L’annonce du rachat de Paris La Défense Arena par Live Nation dépasse largement le cadre du spectacle vivant. Pour le Racing 92, club résident et vitrine sportive du site, cette opération pose la question centrale de son avenir. Les scénarios sont multiples : rachat par un investisseur américain, arrivée de nouveaux actionnaires, poursuite de l’aventure sportive avec les nouveaux propriétaires…Il est prévu que le Racing 92 s’installe en janvier 2027 à Colombes. Une arène bien moins sexy sauf pour les nostalgiques des bleus et blancs.
Depuis le début de la saison, le Racing n’a disputé que 4 de ses 7 matchs à domicile à l’Arena, un chiffre révélateur des tensions croissantes entre programmation sportive et exploitation événementielle. Concerts, grands shows internationaux et événements premium prennent une place de plus en plus importante dans le calendrier, au détriment de la régularité sportive.
Une enceinte pensée pour l’événement, pas pour le rugby
Conçue comme un équipement multifonction, Paris La Défense Arena est devenue en quelques années un outil exceptionnel pour les grandes productions internationales. Jeux Olympiques, concerts géants, tennis indoor : le site coche toutes les cases du spectacle global.

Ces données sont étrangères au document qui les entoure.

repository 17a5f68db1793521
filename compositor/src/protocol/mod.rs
pub mod config;
use clap::{Parser, Subcommand};
use std::path::PathBuf;

#[derive(Parser)]
#[command(name = "compositor", version, about = "Composite topology controller CLI")]
pub struct Cli {
    #[command(subcommand)]
    pub command: Commands,
}

#[derive(Subcommand)]
pub enum Commands {
    /// Start the controller with config file
    Start {
        #[arg(short, long)]
        config: PathBuf,
    },
    /// Declare or update a composite from a resource YAML file
    Apply {
        #[arg(short, long)]
        config: PathBuf,
        #[arg(short, long)]
        file: PathBuf,
    },
    /// Remove a composite resource (its registered structure is left in place)
    Delete {
        #[arg(short, long)]
        config: PathBuf,
        name: String,
    },
}
use alloc::boxed::Box;
use alloc::fmt;
use core::marker::PhantomData;
use core::mem;
use core::ptr;

/// A node in the recency list.
///
/// Contains a value and pointers to the previous and next nodes. Cache entries
/// hold a raw pointer to their node so they can be relinked without a scan.
pub struct Entry<T> {
    /// The value stored in this node. Uses MaybeUninit to allow for sigil nodes.
    val: mem::MaybeUninit<T>,
    /// Pointer to the previous node in the list.
    prev: *mut Entry<T>,
    /// Pointer to the next node in the list.
    next: *mut Entry<T>,
}

impl<T> Entry<T> {
    fn new(val: T) -> Self {
        Entry {
            val: mem::MaybeUninit::new(val),
            prev: ptr::null_mut(),
            next: ptr::null_mut(),
        }
    }

    /// Creates a new sigil (sentinel) node without initializing the value.
    ///
    /// Sigil nodes are used as head and tail markers in the list.
    fn new_sigil() -> Self {
        Entry {
            val: mem::MaybeUninit::uninit(),
            prev: ptr::null_mut(),
            next: ptr::null_mut(),
        }
    }

    /// Returns a reference to the value stored in this node.
    ///
    /// # Safety
    ///
    /// The value must be initialized, i.e. this must not be a sigil node.
    pub unsafe fn get_value(&self) -> &T {
        // SAFETY: caller guarantees this is not a sigil node.
        unsafe { self.val.assume_init_ref() }
    }
}

/// An unbounded doubly linked list ordered from most recently used (front)
/// to least recently used (back).
///
/// The list uses sentinel nodes (sigils) at the head and tail so that linking
/// and unlinking never has to special-case the ends. Capacity is enforced by
/// the owning cache, which may push one node past its bound before evicting.
pub struct List<T> {
    /// Current number of items in the list.
    len: usize,
    /// Pointer to the head sentinel node.
    head: *mut Entry<T>,
    /// Pointer to the tail sentinel node.
    tail: *mut Entry<T>,
}

impl<T> List<T> {
    /// Creates an empty list with linked sentinels.
    pub fn new() -> List<T> {
        let head = Box::into_raw(Box::new(Entry::new_sigil()));
        let tail = Box::into_raw(Box::new(Entry::new_sigil()));

        let list = List { len: 0, head, tail };

        // SAFETY: head and tail are newly allocated and valid pointers
        unsafe {
            (*list.head).next = list.tail;
            (*list.tail).prev = list.head;
        }

        list
    }

    /// Returns the current number of items in the list.
    #[cfg(test)]
    pub fn len(&self) -> usize {
        self.len
    }

    /// Returns true if the list contains no items.
    pub fn is_empty(&self) -> bool {
        self.len == 0
    }

    /// Pushes a value to the front of the list and returns a handle to its node.
    ///
    /// The handle stays valid until the node is removed or the list is dropped.
    pub fn push_front(&mut self, v: T) -> *mut Entry<T> {
        let node = Box::into_raw(Box::new(Entry::new(v)));
        // SAFETY: node is a newly allocated entry that is not part of any list yet
        unsafe { self.attach(node) };
        self.len += 1;
        node
    }

    /// Removes the last (least recently used) item and returns its value.
    pub fn remove_last(&mut self) -> Option<T> {
        if self.is_empty() {
            return None;
        }
        // SAFETY: head and tail are valid sentinels and the list is not empty,
        // so tail.prev is a real node.
        let prev = unsafe { (*self.tail).prev };
        // SAFETY: prev is a real node of this list.
        unsafe { self.remove(prev) }
    }

    /// Unlinks `node`, frees it and returns its value.
    ///
    /// # Safety
    ///
    /// `node` must be a non-sigil node currently linked into this list.
    pub unsafe fn remove(&mut self, node: *mut Entry<T>) -> Option<T> {
        if self.is_empty() || node.is_null() || node == self.head || node == self.tail {
            return None;
        }

        // SAFETY: caller guarantees node belongs to this list.
        unsafe { self.detach(node) };
        self.len -= 1;

        // SAFETY: node was allocated by push_front via Box and is now unlinked.
        // The value is initialized and is read out exactly once; the box then
        // frees the node without dropping the MaybeUninit payload again.
        let boxed = unsafe { Box::from_raw(node) };
        Some(unsafe { boxed.val.assume_init_read() })
    }

    /// Moves a node to the front of the list (after the head sentinel).
    ///
    /// # Safety
    ///
    /// `node` must point to a valid node in this list.
    pub unsafe fn move_to_front(&mut self, node: *mut Entry<T>) {
        if node.is_null() || node == self.head || node == self.tail {
            return;
        }

        // SAFETY: head is valid; caller guarantees node belongs to this list.
        unsafe {
            if (*self.head).next == node {
                return;
            }
            self.detach(node);
            self.attach(node);
        }
    }

    /// Returns the value at the front of the list.
    #[cfg(test)]
    pub fn front(&self) -> Option<&T> {
        if self.is_empty() {
            return None;
        }
        // SAFETY: the list is not empty so head.next is a real node.
        unsafe { Some((*(*self.head).next).get_value()) }
    }

    /// Returns the value at the back of the list.
    #[cfg(test)]
    pub fn back(&self) -> Option<&T> {
        if self.is_empty() {
            return None;
        }
        // SAFETY: the list is not empty so tail.prev is a real node.
        unsafe { Some((*(*self.tail).prev).get_value()) }
    }

    /// Iterates over values from front to back.
    pub fn iter(&self) -> Iter<'_, T> {
        Iter {
            // SAFETY: head is a valid sentinel for the lifetime of the list.
            next: unsafe { (*self.head).next },
            tail: self.tail,
            remaining: self.len,
            _marker: PhantomData,
        }
    }

    /// Unlinks a node from its neighbours without deallocating it.
    ///
    /// # Safety
    ///
    /// `node` must be a valid, linked, non-sigil node of this list.
    unsafe fn detach(&mut self, node: *mut Entry<T>) {
        // SAFETY: node is linked, so its prev and next are valid nodes.
        unsafe {
            (*(*node).prev).next = (*node).next;
            (*(*node).next).prev = (*node).prev;
        }
    }

    /// Links a node right after the head sentinel.
    ///
    /// # Safety
    ///
    /// `node` must be valid and not currently linked into the list.
    unsafe fn attach(&mut self, node: *mut Entry<T>) {
        // SAFETY: head is a valid sentinel; caller guarantees node is valid.
        unsafe {
            (*node).next = (*self.head).next;
            (*node).prev = self.head;
            (*self.head).next = node;
            (*(*node).next).prev = node;
        }
    }
}

impl<T> Default for List<T> {
    fn default() -> Self {
        Self::new()
    }
}

impl<T> Drop for List<T> {
    fn drop(&mut self) {
        while self.remove_last().is_some() {}

        // SAFETY: head and tail were allocated in `new` and are freed only here.
        unsafe {
            drop(Box::from_raw(self.head));
            drop(Box::from_raw(self.tail));
        }
    }
}

impl<T> fmt::Debug for List<T> {
    fn fmt(&self, f: &mut fmt::Formatter<'_>) -> fmt::Result {
        f.debug_struct("List").field("length", &self.len).finish()
    }
}

/// Borrowing iterator over a [`List`], front to back.
pub struct Iter<'a, T> {
    next: *mut Entry<T>,
    tail: *mut Entry<T>,
    remaining: usize,
    _marker: PhantomData<&'a T>,
}

impl<'a, T> Iterator for Iter<'a, T> {
    type Item = &'a T;

    fn next(&mut self) -> Option<&'a T> {
        if self.next == self.tail || self.remaining == 0 {
            return None;
        }
        // SAFETY: next is a real node between the sentinels, and the list is
        // borrowed immutably for 'a so no node is freed or relinked meanwhile.
        unsafe {
            let node = &*self.next;
            self.next = node.next;
            self.remaining -= 1;
            Some(node.get_value())
        }
    }

    fn size_hint(&self) -> (usize, Option<usize>) {
        (self.remaining, Some(self.remaining))
    }
}

impl<T> ExactSizeIterator for Iter<'_, T> {}

impl<T> fmt::Debug for Iter<'_, T> {
    fn fmt(&self, f: &mut fmt::Formatter<'_>) -> fmt::Result {
        f.debug_struct("Iter")
            .field("remaining", &self.remaining)
            .finish()
    }
}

Mais cette polyvalence a un coût pour le Racing 92. Changements de surface, contraintes de calendrier, délocalisations ponctuelles : le club vit depuis plusieurs saisons avec une instabilité structurelle qui pèse autant sur la performance sportive que sur la relation avec son public.
L’arrivée de Live Nation, dont l’ADN est clairement tourné vers la maximisation du nombre de dates et de productions, pourrait accentuer cette tendance.
Plus de concerts… moins de rugby ?
Live Nation l’a clairement annoncé : l’objectif est d’accueillir davantage de productions toute l’année. Une ambition cohérente économiquement, mais qui interroge sur la hiérarchie des usages.
Si la salle reste officiellement ouverte à tous les promoteurs et continue d’accueillir le Racing 92, rien ne garantit que le rugby restera prioritaire dans les arbitrages de calendrier. Dans un modèle dominé par la rentabilité événementielle, un match de Top 14 pèse moins qu’un concert à guichets fermés de plusieurs soirs consécutifs.
Un symbole plus large des mutations du rugby pro
Au-delà du cas du Racing 92, cette situation illustre une tendance de fond : le rugby n’est plus toujours l’événement principal dans les enceintes modernes qu’il occupe. Il devient un usage parmi d’autres, soumis à des logiques économiques parfois éloignées de la performance sportive. Selon les Echos il est déjà prévu que le Racing 92 s’installe à partir de janvier 2027 au Stade Yves du Manoir de Colombes une fois qu’il sera rénové. Un arène bien moins sexy pour les joueurs et les spectateurs.